● REQUIRED WORK: Whenever a line in the data contains "operation", show that line.

● Extracted data entries:
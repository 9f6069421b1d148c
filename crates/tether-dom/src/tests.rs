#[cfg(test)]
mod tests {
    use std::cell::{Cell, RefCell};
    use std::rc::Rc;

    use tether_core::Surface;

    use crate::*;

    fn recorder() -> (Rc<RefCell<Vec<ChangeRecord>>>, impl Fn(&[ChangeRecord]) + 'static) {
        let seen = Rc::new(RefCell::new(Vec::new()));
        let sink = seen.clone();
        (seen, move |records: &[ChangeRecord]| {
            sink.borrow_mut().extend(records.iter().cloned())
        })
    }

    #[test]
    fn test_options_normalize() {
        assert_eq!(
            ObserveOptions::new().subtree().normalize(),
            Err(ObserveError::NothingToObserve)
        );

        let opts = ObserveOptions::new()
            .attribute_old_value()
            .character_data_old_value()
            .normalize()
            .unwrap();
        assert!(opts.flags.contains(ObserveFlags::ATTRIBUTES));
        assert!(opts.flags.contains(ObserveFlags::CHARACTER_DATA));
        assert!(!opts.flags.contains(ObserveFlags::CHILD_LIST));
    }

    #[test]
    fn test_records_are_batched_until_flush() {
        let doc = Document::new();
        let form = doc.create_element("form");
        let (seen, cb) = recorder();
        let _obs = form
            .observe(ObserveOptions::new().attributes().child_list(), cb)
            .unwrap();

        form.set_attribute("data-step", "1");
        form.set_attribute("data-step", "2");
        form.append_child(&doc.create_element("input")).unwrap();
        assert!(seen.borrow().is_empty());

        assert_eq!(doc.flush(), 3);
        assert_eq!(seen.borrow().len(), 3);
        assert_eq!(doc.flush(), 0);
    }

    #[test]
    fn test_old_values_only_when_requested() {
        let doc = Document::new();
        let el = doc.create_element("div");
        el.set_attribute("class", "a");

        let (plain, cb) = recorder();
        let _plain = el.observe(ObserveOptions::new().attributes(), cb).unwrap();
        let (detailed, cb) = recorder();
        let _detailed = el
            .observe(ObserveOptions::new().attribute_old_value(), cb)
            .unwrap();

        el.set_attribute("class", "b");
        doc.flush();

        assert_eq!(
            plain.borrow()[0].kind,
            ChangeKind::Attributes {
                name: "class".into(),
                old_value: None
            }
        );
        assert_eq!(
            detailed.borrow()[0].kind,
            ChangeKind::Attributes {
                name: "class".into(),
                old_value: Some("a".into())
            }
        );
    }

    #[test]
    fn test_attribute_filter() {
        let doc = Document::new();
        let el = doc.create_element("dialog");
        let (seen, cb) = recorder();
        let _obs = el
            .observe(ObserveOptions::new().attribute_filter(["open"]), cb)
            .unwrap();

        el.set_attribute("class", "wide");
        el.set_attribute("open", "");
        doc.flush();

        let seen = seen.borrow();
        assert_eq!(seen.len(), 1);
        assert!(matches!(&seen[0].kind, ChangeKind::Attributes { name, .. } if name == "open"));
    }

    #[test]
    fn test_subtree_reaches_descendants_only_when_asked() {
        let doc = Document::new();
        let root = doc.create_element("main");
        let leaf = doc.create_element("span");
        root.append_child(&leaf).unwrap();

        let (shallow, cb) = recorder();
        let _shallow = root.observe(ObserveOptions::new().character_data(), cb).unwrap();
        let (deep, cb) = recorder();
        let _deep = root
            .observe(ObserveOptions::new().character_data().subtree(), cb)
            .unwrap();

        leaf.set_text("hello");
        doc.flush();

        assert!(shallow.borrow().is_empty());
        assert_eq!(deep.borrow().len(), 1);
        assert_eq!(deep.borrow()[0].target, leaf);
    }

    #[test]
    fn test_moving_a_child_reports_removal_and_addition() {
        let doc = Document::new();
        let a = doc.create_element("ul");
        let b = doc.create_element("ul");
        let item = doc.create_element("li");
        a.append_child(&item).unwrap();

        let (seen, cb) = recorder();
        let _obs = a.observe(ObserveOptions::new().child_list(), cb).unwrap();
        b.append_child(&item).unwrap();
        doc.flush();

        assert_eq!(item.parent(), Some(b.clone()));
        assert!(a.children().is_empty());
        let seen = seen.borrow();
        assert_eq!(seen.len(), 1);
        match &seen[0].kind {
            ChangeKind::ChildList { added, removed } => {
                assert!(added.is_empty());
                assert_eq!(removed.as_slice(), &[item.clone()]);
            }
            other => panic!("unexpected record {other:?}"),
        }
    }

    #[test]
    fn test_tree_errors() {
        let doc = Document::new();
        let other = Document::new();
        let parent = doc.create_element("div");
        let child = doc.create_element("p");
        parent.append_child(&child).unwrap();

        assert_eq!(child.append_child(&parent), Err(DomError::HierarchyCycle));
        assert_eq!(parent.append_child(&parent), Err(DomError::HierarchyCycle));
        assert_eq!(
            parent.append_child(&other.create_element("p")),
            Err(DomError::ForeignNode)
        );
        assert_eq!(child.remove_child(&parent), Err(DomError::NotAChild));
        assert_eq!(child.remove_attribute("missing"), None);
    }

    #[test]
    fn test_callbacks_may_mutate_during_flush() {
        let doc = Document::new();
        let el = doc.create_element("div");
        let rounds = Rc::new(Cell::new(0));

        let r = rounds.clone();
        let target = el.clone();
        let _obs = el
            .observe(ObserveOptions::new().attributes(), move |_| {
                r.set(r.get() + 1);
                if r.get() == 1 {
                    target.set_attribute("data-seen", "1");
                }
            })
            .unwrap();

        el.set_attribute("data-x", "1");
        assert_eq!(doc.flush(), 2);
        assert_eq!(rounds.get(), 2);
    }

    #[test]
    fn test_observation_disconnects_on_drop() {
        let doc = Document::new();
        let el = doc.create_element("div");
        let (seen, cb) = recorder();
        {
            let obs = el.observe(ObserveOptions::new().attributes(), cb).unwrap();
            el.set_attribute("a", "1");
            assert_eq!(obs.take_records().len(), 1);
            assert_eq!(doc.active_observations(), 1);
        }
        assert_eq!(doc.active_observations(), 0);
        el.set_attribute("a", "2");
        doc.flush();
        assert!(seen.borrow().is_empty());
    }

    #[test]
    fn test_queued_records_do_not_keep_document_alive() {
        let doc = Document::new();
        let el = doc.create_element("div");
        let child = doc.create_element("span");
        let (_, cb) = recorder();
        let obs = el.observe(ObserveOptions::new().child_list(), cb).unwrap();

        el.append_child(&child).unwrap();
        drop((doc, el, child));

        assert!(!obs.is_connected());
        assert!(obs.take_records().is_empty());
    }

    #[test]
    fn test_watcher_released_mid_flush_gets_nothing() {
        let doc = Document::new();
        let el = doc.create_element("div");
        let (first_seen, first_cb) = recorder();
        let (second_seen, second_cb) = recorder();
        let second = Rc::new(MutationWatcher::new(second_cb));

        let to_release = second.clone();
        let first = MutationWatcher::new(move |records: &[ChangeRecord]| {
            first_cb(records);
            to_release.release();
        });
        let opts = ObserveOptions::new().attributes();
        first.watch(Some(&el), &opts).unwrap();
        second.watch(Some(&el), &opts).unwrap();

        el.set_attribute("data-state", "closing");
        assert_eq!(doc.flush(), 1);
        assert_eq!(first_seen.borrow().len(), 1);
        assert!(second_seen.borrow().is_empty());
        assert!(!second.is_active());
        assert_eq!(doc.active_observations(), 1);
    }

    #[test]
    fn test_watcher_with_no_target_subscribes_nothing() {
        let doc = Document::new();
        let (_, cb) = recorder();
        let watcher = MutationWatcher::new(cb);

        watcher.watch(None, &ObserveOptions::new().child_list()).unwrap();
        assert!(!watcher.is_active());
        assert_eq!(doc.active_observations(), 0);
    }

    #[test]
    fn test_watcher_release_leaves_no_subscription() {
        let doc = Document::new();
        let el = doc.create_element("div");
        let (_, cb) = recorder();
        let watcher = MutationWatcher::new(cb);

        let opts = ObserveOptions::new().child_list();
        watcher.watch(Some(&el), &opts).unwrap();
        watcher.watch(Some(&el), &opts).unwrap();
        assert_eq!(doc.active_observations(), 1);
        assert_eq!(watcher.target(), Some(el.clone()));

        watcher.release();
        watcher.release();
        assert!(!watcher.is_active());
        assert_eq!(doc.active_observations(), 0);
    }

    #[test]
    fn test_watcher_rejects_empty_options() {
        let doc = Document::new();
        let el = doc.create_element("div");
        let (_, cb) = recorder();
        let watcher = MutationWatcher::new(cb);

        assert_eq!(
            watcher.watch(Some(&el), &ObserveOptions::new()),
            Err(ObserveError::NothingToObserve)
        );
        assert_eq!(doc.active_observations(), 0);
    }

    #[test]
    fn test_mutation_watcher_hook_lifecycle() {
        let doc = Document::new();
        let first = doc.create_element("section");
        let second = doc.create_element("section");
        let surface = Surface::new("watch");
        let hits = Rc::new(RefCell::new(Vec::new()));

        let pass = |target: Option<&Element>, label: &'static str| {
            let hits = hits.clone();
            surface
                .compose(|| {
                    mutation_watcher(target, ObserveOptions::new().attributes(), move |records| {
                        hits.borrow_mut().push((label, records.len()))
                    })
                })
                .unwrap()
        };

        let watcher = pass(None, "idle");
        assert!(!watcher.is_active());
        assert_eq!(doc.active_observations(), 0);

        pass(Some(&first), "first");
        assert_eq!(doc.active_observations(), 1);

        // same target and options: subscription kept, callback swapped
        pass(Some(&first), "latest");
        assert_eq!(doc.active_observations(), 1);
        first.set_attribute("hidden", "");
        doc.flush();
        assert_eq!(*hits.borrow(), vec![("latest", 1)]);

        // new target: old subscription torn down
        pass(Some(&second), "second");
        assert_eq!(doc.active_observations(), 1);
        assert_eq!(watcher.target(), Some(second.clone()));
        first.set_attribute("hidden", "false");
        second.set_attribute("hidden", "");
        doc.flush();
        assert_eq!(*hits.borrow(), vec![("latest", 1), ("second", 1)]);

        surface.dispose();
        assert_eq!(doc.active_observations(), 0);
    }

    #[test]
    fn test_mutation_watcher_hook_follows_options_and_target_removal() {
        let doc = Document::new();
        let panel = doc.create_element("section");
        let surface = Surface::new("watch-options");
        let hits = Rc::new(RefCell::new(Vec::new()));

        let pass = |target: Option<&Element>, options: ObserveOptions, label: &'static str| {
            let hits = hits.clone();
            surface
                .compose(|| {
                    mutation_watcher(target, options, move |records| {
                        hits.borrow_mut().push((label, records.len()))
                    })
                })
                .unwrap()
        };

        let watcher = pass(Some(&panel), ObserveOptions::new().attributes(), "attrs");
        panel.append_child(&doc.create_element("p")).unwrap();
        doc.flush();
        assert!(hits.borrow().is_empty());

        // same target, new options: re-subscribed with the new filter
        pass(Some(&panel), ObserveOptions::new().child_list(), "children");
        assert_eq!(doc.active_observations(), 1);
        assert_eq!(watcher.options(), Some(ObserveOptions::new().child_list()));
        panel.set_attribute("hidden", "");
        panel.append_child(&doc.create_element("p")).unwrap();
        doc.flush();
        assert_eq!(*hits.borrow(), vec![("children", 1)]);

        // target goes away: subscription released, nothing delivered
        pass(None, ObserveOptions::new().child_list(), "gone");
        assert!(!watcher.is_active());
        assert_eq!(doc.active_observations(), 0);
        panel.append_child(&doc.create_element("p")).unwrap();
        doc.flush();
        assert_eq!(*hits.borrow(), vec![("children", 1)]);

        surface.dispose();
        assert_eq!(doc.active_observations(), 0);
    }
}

* * *

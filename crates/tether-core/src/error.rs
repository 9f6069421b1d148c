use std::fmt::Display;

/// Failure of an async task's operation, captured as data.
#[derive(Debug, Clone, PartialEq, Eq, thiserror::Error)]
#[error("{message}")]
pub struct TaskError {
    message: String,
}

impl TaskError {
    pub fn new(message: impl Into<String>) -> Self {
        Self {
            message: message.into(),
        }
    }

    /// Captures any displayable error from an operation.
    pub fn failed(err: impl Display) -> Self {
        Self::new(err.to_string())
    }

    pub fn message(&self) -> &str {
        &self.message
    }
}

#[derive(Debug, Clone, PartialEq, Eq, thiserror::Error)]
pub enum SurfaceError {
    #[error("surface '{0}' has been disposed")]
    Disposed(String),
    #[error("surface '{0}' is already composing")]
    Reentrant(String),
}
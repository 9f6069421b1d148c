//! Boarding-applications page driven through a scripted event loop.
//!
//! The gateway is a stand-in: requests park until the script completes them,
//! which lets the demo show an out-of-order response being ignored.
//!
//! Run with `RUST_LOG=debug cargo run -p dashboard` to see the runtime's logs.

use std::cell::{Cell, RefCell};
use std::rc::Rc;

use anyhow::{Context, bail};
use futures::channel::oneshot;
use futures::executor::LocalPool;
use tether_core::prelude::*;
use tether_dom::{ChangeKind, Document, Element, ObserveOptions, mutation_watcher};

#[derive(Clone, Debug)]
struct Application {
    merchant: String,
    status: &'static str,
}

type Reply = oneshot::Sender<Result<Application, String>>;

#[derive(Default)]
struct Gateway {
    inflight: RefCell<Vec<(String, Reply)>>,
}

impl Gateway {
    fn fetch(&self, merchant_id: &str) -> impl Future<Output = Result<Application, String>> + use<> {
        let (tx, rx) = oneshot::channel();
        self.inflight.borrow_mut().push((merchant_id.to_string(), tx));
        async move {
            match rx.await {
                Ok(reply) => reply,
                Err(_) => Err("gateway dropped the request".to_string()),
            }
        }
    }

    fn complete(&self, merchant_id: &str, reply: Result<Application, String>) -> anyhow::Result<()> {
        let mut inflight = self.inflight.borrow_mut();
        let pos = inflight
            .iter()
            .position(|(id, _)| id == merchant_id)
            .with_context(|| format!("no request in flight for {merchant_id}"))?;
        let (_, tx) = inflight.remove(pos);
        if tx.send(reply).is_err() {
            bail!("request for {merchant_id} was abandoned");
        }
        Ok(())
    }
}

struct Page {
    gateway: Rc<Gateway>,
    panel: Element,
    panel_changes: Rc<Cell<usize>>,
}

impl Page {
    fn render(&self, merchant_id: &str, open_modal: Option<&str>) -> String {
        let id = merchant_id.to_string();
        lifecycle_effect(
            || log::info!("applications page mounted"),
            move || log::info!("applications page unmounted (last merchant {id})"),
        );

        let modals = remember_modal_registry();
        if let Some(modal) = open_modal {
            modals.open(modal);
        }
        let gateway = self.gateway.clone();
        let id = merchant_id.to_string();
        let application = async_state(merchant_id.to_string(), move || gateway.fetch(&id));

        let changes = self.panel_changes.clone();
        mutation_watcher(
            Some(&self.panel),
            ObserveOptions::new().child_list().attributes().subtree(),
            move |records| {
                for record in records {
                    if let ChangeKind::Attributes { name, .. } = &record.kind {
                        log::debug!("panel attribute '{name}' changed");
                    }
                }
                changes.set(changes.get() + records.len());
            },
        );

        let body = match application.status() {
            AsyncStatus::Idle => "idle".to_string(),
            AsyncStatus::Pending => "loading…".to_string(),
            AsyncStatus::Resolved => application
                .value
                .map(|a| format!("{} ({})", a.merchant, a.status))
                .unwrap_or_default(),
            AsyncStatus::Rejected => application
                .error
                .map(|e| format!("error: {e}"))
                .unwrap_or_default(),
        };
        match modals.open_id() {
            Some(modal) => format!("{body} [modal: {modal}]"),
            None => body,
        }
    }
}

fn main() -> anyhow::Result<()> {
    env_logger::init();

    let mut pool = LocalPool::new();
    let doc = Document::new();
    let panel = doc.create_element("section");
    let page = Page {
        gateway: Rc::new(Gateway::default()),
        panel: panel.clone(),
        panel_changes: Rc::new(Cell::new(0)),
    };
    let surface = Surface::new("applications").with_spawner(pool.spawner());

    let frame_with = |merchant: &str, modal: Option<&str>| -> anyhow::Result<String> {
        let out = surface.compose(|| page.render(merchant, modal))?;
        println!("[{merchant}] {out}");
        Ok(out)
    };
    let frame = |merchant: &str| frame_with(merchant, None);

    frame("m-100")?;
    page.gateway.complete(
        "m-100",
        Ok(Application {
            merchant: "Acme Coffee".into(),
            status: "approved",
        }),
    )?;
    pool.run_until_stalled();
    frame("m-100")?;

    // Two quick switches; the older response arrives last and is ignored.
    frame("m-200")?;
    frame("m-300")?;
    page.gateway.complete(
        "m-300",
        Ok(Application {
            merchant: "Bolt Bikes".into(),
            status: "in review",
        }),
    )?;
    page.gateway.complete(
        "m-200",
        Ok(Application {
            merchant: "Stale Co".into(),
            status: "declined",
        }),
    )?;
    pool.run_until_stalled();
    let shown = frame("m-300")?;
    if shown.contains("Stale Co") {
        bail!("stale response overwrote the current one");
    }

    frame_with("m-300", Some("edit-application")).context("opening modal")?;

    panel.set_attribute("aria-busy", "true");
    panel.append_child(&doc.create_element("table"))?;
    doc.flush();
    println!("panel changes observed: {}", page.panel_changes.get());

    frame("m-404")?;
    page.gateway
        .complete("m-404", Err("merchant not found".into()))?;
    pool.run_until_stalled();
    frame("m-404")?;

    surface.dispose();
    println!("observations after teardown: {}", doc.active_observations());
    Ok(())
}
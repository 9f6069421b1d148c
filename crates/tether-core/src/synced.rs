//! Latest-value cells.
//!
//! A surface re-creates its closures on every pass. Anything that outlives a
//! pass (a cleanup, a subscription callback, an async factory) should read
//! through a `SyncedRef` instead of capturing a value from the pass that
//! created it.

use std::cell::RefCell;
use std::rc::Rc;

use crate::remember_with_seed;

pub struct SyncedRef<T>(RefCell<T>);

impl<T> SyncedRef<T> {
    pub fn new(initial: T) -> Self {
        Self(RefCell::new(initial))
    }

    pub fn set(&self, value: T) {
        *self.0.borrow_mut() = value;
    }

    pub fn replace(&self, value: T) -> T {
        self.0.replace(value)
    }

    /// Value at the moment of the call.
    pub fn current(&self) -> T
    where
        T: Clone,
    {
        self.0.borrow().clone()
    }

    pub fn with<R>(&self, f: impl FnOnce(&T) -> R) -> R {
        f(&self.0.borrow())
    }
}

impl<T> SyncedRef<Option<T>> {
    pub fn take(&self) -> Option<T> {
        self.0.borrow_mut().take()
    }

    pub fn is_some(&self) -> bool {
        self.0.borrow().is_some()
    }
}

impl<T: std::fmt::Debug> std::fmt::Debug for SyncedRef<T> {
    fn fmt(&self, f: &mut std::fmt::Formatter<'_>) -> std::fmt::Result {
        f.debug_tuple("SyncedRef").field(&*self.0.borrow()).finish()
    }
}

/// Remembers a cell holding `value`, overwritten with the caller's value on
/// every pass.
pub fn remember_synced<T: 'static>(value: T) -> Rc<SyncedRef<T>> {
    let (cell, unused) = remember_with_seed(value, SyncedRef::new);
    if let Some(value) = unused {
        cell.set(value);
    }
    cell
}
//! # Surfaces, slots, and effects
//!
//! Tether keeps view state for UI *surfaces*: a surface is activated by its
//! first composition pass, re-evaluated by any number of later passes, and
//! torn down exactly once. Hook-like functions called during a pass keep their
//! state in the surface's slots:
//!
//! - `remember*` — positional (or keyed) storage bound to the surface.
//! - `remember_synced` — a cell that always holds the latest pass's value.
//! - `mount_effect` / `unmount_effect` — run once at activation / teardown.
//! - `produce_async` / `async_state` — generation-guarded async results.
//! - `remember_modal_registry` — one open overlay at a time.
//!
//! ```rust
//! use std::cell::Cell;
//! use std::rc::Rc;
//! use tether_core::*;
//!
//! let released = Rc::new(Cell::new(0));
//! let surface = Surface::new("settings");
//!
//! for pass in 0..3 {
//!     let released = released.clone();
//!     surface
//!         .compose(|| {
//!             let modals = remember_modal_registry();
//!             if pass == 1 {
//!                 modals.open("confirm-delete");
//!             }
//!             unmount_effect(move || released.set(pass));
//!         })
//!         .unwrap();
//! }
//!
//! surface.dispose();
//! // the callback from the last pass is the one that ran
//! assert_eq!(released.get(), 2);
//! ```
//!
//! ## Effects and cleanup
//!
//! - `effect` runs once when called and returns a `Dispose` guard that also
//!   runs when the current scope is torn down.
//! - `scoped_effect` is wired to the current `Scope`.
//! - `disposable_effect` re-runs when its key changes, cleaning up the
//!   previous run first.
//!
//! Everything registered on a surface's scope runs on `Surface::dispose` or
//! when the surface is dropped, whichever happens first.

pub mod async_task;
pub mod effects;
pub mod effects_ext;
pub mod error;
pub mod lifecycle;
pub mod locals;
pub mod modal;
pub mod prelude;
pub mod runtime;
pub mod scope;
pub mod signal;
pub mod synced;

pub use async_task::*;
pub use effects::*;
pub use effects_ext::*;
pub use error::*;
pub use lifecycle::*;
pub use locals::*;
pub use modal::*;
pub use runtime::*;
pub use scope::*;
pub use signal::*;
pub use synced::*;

--

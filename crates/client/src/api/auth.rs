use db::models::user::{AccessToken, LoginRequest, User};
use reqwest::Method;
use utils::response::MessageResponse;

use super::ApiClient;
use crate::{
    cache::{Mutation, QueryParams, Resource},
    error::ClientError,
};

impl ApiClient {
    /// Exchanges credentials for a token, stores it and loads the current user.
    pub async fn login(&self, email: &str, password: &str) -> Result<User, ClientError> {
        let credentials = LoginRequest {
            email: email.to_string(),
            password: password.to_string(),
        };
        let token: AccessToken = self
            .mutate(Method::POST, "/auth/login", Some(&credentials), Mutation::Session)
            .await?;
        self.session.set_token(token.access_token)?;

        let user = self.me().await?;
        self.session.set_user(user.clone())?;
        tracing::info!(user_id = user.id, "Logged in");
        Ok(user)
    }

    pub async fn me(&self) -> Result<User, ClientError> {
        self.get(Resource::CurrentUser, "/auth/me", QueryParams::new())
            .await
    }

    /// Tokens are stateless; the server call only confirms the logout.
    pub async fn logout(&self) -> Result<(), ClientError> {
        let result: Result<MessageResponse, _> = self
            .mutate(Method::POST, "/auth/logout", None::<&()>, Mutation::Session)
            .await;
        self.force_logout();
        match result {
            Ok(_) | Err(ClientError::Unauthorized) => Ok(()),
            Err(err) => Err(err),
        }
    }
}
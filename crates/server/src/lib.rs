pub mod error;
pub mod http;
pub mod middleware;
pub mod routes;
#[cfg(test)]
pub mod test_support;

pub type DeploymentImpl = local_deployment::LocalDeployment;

● RESULT OF THE TASK:
/// Failure of an async task's operation, captured as data.
    /// Captures any displayable error from an operation.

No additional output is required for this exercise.